*** Opening GIVEN ENTRIES ***

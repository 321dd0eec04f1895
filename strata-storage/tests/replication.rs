// Copyright ⓒ 2024-2025 Peter Morgan <peter.james.morgan@gmail.com>
//
// Licensed under the Apache License, Version 2.0 (the "License");
// you may not use this file except in compliance with the License.
// You may obtain a copy of the License at
//
// http://www.apache.org/licenses/LICENSE-2.0
//
// Unless required by applicable law or agreed to in writing, software
// distributed under the License is distributed on an "AS IS" BASIS,
// WITHOUT WARRANTIES OR CONDITIONS OF ANY KIND, either express or implied.
// See the License for the specific language governing permissions and
// limitations under the License.

use bytes::Bytes;
use common::{alphanumeric_string, init_tracing, small_segments, store};
use pretty_assertions::assert_eq;
use strata_storage::{
    Error, Position, QosLevel, Result, WriteRequest,
    record::{HEADER_SIZE, Record},
};
use tempfile::tempdir;
use tracing::debug;

pub mod common;

#[tokio::test]
async fn follower_reproduces_leader() -> Result<()> {
    let _guard = init_tracing()?;

    let leader_dir = tempdir()?;
    let leader = store(leader_dir.path())?;
    leader.create_partition_group("orders", 0, &[0, 1], Some(small_segments()))?;
    leader.start()?;

    let follower_dir = tempdir()?;
    let follower = store(follower_dir.path())?;
    follower.create_partition_group("orders", 0, &[0, 1], Some(small_segments()))?;
    follower.start()?;

    let produced = leader.get_store("orders", 0, QosLevel::Receive)?;

    let mut requests = (0..40)
        .map(|i| WriteRequest::new(i % 2, alphanumeric_string(50)))
        .collect::<Vec<_>>();
    requests.push(WriteRequest::batch(1, ["x", "y", "z"])?);

    let written = produced.write(requests).await;
    assert!(written.iter().all(|result| result.is_ok()));

    let source = leader.get_replicable_store("orders", 0)?;
    assert!(matches!(
        source.read_entries(Position::ZERO, 1_024),
        Err(Error::ReplicationDisabled(_))
    ));

    source.enable();
    assert!(source.is_enabled());

    let mut subscription = source.subscribe();
    assert_eq!(source.right_position(), *subscription.borrow_and_update());

    let sink = follower.get_replicable_store("orders", 0)?;
    let mut position = sink.right_position();

    while position < source.right_position() {
        let entries = source.read_entries(position, 300)?;
        debug!(%position, len = entries.len());

        position = sink.append_entries(position, entries).await?;
    }

    assert_eq!(source.right_position(), sink.right_position());

    let consumed = follower.get_store("orders", 0, QosLevel::Receive)?;

    for partition in [0, 1] {
        assert_eq!(
            produced.right_index(partition)?,
            consumed.right_index(partition)?
        );

        assert_eq!(
            produced.read(partition, 0, 100, 1_000_000),
            consumed.read(partition, 0, 100, 1_000_000)
        );
    }

    let more = produced.write(vec![WriteRequest::new(0, "more")]).await;
    assert_eq!(&[20], more[0].indices());

    subscription.changed().await.map_err(|error| Error::Message(error.to_string()))?;
    assert_eq!(source.right_position(), *subscription.borrow());

    leader.close().await?;
    follower.close().await
}

#[tokio::test]
async fn follower_rejects_misplaced_entries() -> Result<()> {
    let _guard = init_tracing()?;

    let dir = tempdir()?;
    let follower = store(dir.path())?;
    follower.create_partition_group("orders", 0, &[0], None)?;
    follower.start()?;

    let sink = follower.get_replicable_store("orders", 0)?;

    let record = |index| {
        Record::builder()
            .partition(0)
            .index(index)
            .timestamp(0)
            .body(Bytes::from_static(b"replicated"))
            .build()
            .map(|record| record.encode())
    };

    let first = record(0)?;
    let length = first.len() as u64;

    assert!(matches!(
        sink.append_entries(Position::new(length), first.clone()).await,
        Err(Error::OutOfBounds { .. })
    ));

    assert!(matches!(
        sink.append_entries(Position::ZERO, record(3)?).await,
        Err(Error::OrderingViolation { .. })
    ));

    let mut corrupt = first.to_vec();
    corrupt[HEADER_SIZE] ^= 0xff;

    assert!(matches!(
        sink.append_entries(Position::ZERO, Bytes::from(corrupt)).await,
        Err(Error::Integrity { .. })
    ));

    assert!(matches!(
        sink.append_entries(Position::ZERO, first.slice(..first.len() - 1)).await,
        Err(Error::MalformedRecord { .. })
    ));

    assert_eq!(Position::ZERO, sink.left_position()?);
    assert_eq!(Position::ZERO, sink.right_position());

    assert_eq!(
        Position::new(length),
        sink.append_entries(Position::ZERO, first).await?
    );

    let consumed = follower.get_store("orders", 0, QosLevel::Receive)?;
    assert!(!consumed.is_degraded());
    assert_eq!(1, consumed.right_index(0)?);
    assert_eq!(
        vec![Bytes::from_static(b"replicated")],
        consumed.read(0, 0, 10, 1_024).messages()
    );

    follower.close().await
}
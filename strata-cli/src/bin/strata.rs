// Copyright ⓒ 2024-2025 Peter Morgan <peter.james.morgan@gmail.com>
//
// Licensed under the Apache License, Version 2.0 (the "License");
// you may not use this file except in compliance with the License.
// You may obtain a copy of the License at
//
// http://www.apache.org/licenses/LICENSE-2.0
//
// Unless required by applicable law or agreed to in writing, software
// distributed under the License is distributed on an "AS IS" BASIS,
// WITHOUT WARRANTIES OR CONDITIONS OF ANY KIND, either express or implied.
// See the License for the specific language governing permissions and
// limitations under the License.

use dotenv::dotenv;
use strata_cli::{Cli, Result};
use strata_storage::ErrorCode;
use tracing::{debug, error};
use tracing_subscriber::{EnvFilter, fmt::format::FmtSpan, prelude::*};

#[tokio::main]
async fn main() -> Result<ErrorCode> {
    dotenv().ok();

    tracing_subscriber::registry()
        .with(EnvFilter::from_default_env())
        .with(
            tracing_subscriber::fmt::layer()
                .with_level(true)
                .with_line_number(true)
                .with_thread_ids(false)
                .with_span_events(FmtSpan::NONE),
        )
        .init();

    Cli::main()
        .await
        .inspect(|error_code| debug!(%error_code))
        .inspect_err(|err| error!(%err))
}
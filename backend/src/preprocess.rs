use image::DynamicImage;
use image::imageops::FilterType;
use ndarray::Array4;

#[derive(Debug, thiserror::Error)]
pub enum PreprocessError {
    #[error("Failed to decode image: {0}")]
    Decode(#[from] image::ImageError),
    #[error("Image has zero width or height")]
    EmptyImage,
}

/// Decodes `image_data` and lays it out as an NCHW `[1, 3, size, size]`
/// tensor with values in [0, 1].
pub fn preprocess(image_data: &[u8], input_size: u32) -> Result<Array4<f32>, PreprocessError> {
    let image = image::load_from_memory(image_data)?;
    to_tensor(&image, input_size)
}

pub fn to_tensor(image: &DynamicImage, input_size: u32) -> Result<Array4<f32>, PreprocessError> {
    if image.width() == 0 || image.height() == 0 {
        return Err(PreprocessError::EmptyImage);
    }

    let rgb = image
        .resize_exact(input_size, input_size, FilterType::CatmullRom)
        .to_rgb8();

    let size = input_size as usize;
    let mut tensor = Array4::<f32>::zeros((1, 3, size, size));
    for (x, y, pixel) in rgb.enumerate_pixels() {
        for channel in 0..3 {
            tensor[[0, channel, y as usize, x as usize]] = pixel.0[channel] as f32 / 255.0;
        }
    }
    Ok(tensor)
}
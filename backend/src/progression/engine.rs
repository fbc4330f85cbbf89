use shared::{LevelProgress, UserProgress};
use std::str::FromStr;
use strum::{Display, EnumString};

use super::ProgressionError;
use super::tiers::TierSchedule;
use crate::config::{PointsConfig, SorterConfig};

/// Names accepted by [`EcoProgressionEngine::award_named`].
#[derive(Debug, Clone, Copy, PartialEq, Eq, Hash, Display, EnumString)]
#[strum(serialize_all = "snake_case", ascii_case_insensitive)]
pub enum EventKind {
    Scan,
    #[strum(to_string = "correct_sort", serialize = "confirmed_sort")]
    CorrectSort,
    #[strum(to_string = "diy_project", serialize = "content_creation")]
    DiyProject,
    Purchase,
}

#[derive(Debug, Clone, Copy, PartialEq)]
pub enum EcoEvent {
    Scan,
    CorrectSort,
    DiyProject,
    Purchase { amount: f64 },
}

impl EcoEvent {
    pub fn kind(&self) -> EventKind {
        match self {
            EcoEvent::Scan => EventKind::Scan,
            EcoEvent::CorrectSort => EventKind::CorrectSort,
            EcoEvent::DiyProject => EventKind::DiyProject,
            EcoEvent::Purchase { .. } => EventKind::Purchase,
        }
    }

    /// Builds an event from its wire name. `amount` is only read for purchases.
    pub fn parse(kind: &str, amount: Option<f64>) -> Result<Self, ProgressionError> {
        let kind = EventKind::from_str(kind.trim())
            .map_err(|_| ProgressionError::UnknownEvent(kind.to_string()))?;
        Ok(match kind {
            EventKind::Scan => EcoEvent::Scan,
            EventKind::CorrectSort => EcoEvent::CorrectSort,
            EventKind::DiyProject => EcoEvent::DiyProject,
            EventKind::Purchase => EcoEvent::Purchase {
                amount: amount.ok_or(ProgressionError::MissingAmount)?,
            },
        })
    }
}

/// Point awards and tier bookkeeping for one configured schedule.
#[derive(Debug, Clone)]
pub struct EcoProgressionEngine {
    points: PointsConfig,
    tiers: TierSchedule,
}

impl EcoProgressionEngine {
    pub fn new(points: PointsConfig, tiers: TierSchedule) -> Self {
        Self { points, tiers }
    }

    pub fn from_config(config: &SorterConfig) -> Result<Self, ProgressionError> {
        Ok(Self::new(
            config.points.clone(),
            TierSchedule::new(&config.tiers)?,
        ))
    }

    pub fn tiers(&self) -> &TierSchedule {
        &self.tiers
    }

    /// Progress record for a user who has never earned anything.
    pub fn starting_progress(&self) -> UserProgress {
        UserProgress {
            eco_points: 0,
            eco_level: self.tiers.initial().name.clone(),
            total_scans: 0,
            correct_sorts: 0,
        }
    }

    pub fn points_for(&self, event: &EcoEvent) -> Result<u64, ProgressionError> {
        match *event {
            EcoEvent::Scan => Ok(self.points.scan),
            EcoEvent::CorrectSort => Ok(self.points.correct_sort),
            EcoEvent::DiyProject => Ok(self.points.diy_project),
            EcoEvent::Purchase { amount } => {
                if !amount.is_finite() || amount < 0.0 {
                    return Err(ProgressionError::InvalidAmount(amount));
                }
                let points = (amount * self.points.purchase_per_unit).floor();
                if points >= u64::MAX as f64 {
                    return Err(ProgressionError::Overflow);
                }
                Ok(points as u64)
            }
        }
    }

    /// Applies `event` and returns the new progress with the points earned.
    /// On error `progress` is untouched.
    pub fn award(
        &self,
        progress: &UserProgress,
        event: &EcoEvent,
    ) -> Result<(UserProgress, u64), ProgressionError> {
        let delta = self.points_for(event)?;

        let mut next = progress.clone();
        next.eco_points = next
            .eco_points
            .checked_add(delta)
            .ok_or(ProgressionError::Overflow)?;
        match event {
            EcoEvent::Scan => {
                next.total_scans = next
                    .total_scans
                    .checked_add(1)
                    .ok_or(ProgressionError::Overflow)?;
            }
            EcoEvent::CorrectSort => {
                next.correct_sorts = next
                    .correct_sorts
                    .checked_add(1)
                    .ok_or(ProgressionError::Overflow)?;
            }
            EcoEvent::DiyProject | EcoEvent::Purchase { .. } => {}
        }

        let next = self.recompute_level(&next);
        if next.eco_level != progress.eco_level {
            log::info!(
                "Promoted from '{}' to '{}' at {} points",
                progress.eco_level,
                next.eco_level,
                next.eco_points
            );
        }
        log::debug!(
            "Awarded {} points for {}; total {} ({})",
            delta,
            event.kind(),
            next.eco_points,
            next.eco_level
        );

        Ok((next, delta))
    }

    pub fn award_named(
        &self,
        progress: &UserProgress,
        kind: &str,
        amount: Option<f64>,
    ) -> Result<(UserProgress, u64), ProgressionError> {
        let event = EcoEvent::parse(kind, amount)?;
        self.award(progress, &event)
    }

    /// Derives `eco_level` from `eco_points`; stored levels are never trusted.
    pub fn recompute_level(&self, progress: &UserProgress) -> UserProgress {
        UserProgress {
            eco_level: self.tiers.tier_for(progress.eco_points).name.clone(),
            ..progress.clone()
        }
    }

    pub fn level_progress(&self, progress: &UserProgress) -> LevelProgress {
        self.tiers.level_progress(progress.eco_points)
    }
}

#[cfg(test)]
mod tests {
    use super::*;
    use proptest::prelude::*;

    fn engine() -> EcoProgressionEngine {
        EcoProgressionEngine::from_config(&SorterConfig::default()).unwrap()
    }

    fn progress(points: u64) -> UserProgress {
        engine().recompute_level(&UserProgress {
            eco_points: points,
            eco_level: String::new(),
            total_scans: 3,
            correct_sorts: 1,
        })
    }

    #[test]
    fn scan_adds_ten_points_and_one_scan() {
        let before = progress(120);
        let (after, delta) = engine().award(&before, &EcoEvent::Scan).unwrap();
        assert_eq!(delta, 10);
        assert_eq!(after.eco_points, 130);
        assert_eq!(after.total_scans, 4);
        assert_eq!(after.correct_sorts, 1);
    }

    #[test]
    fn confirmed_sort_crosses_into_next_tier() {
        let before = progress(490);
        assert_eq!(before.eco_level, "Eco Beginner");
        let (after, delta) = engine().award_named(&before, "correct_sort", None).unwrap();
        assert_eq!(delta, 25);
        assert_eq!(after.eco_points, 515);
        assert_eq!(after.eco_level, "Eco Enthusiast");
        assert_eq!(after.correct_sorts, 2);
        assert_eq!(after.total_scans, 3);
    }

    #[test]
    fn content_creation_and_purchase_only_add_points() {
        let engine = engine();
        let before = progress(0);
        let (after, delta) = engine.award_named(&before, "content_creation", None).unwrap();
        assert_eq!(delta, 50);
        assert_eq!(after.total_scans, before.total_scans);
        assert_eq!(after.correct_sorts, before.correct_sorts);

        let (after, delta) = engine.award_named(&after, "purchase", Some(12.99)).unwrap();
        assert_eq!(delta, 64);
        assert_eq!(after.eco_points, 114);
    }

    #[test]
    fn event_names_parse_case_insensitively() {
        assert_eq!(EcoEvent::parse("SCAN", None).unwrap(), EcoEvent::Scan);
        assert_eq!(EcoEvent::parse(" confirmed_sort ", None).unwrap(), EcoEvent::CorrectSort);
        assert_eq!(EventKind::DiyProject.to_string(), "diy_project");
        assert_eq!(EventKind::CorrectSort.to_string(), "correct_sort");
    }

    #[test]
    fn unknown_event_is_rejected() {
        let err = engine().award_named(&progress(10), "recycle_everything", None).unwrap_err();
        assert!(matches!(err, ProgressionError::UnknownEvent(name) if name == "recycle_everything"));
    }

    #[test]
    fn purchase_amount_is_validated() {
        let engine = engine();
        let before = progress(10);
        assert!(matches!(
            engine.award_named(&before, "purchase", None),
            Err(ProgressionError::MissingAmount)
        ));
        assert!(matches!(
            engine.award(&before, &EcoEvent::Purchase { amount: -1.0 }),
            Err(ProgressionError::InvalidAmount(_))
        ));
        assert!(matches!(
            engine.award(&before, &EcoEvent::Purchase { amount: f64::NAN }),
            Err(ProgressionError::InvalidAmount(_))
        ));
    }

    #[test]
    fn overflow_is_an_error() {
        let before = UserProgress {
            eco_points: u64::MAX - 5,
            eco_level: "Eco Master".to_string(),
            total_scans: 0,
            correct_sorts: 0,
        };
        assert!(matches!(
            engine().award(&before, &EcoEvent::Scan),
            Err(ProgressionError::Overflow)
        ));
    }

    #[test]
    fn stale_level_is_corrected_on_award() {
        let before = UserProgress {
            eco_points: 3100,
            eco_level: "Eco Beginner".to_string(),
            total_scans: 0,
            correct_sorts: 0,
        };
        let (after, _) = engine().award(&before, &EcoEvent::DiyProject).unwrap();
        assert_eq!(after.eco_level, "Eco Champion");
    }

    #[test]
    fn starting_progress_is_lowest_tier() {
        let start = engine().starting_progress();
        assert_eq!(start.eco_points, 0);
        assert_eq!(start.eco_level, "Eco Beginner");
        assert_eq!(engine().level_progress(&start).points_to_next, 500);
    }

    proptest! {
        #![proptest_config(ProptestConfig::with_cases(200))]

        #[test]
        fn recompute_is_idempotent(points in 0u64..20_000) {
            let engine = engine();
            let once = engine.recompute_level(&progress(points));
            let twice = engine.recompute_level(&once);
            prop_assert_eq!(once, twice);
        }

        #[test]
        fn awards_never_lower_points_or_tier(
            points in 0u64..10_000,
            kind in prop::sample::select(vec!["scan", "correct_sort", "diy_project", "purchase"]),
            amount in 0.0f64..500.0,
        ) {
            let engine = engine();
            let before = progress(points);
            let (after, delta) = engine.award_named(&before, kind, Some(amount)).unwrap();
            prop_assert_eq!(after.eco_points, before.eco_points + delta);
            prop_assert!(
                engine.tiers().index_for(after.eco_points) >= engine.tiers().index_for(before.eco_points)
            );
        }
    }
}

*** Closing GIVEN ENTRIES ***

▶ [INSTRUCTIONS FOR THE TASK] Answer with a single number: how many lines in the data above have the string "first" in them?

▶ [REPLY] 6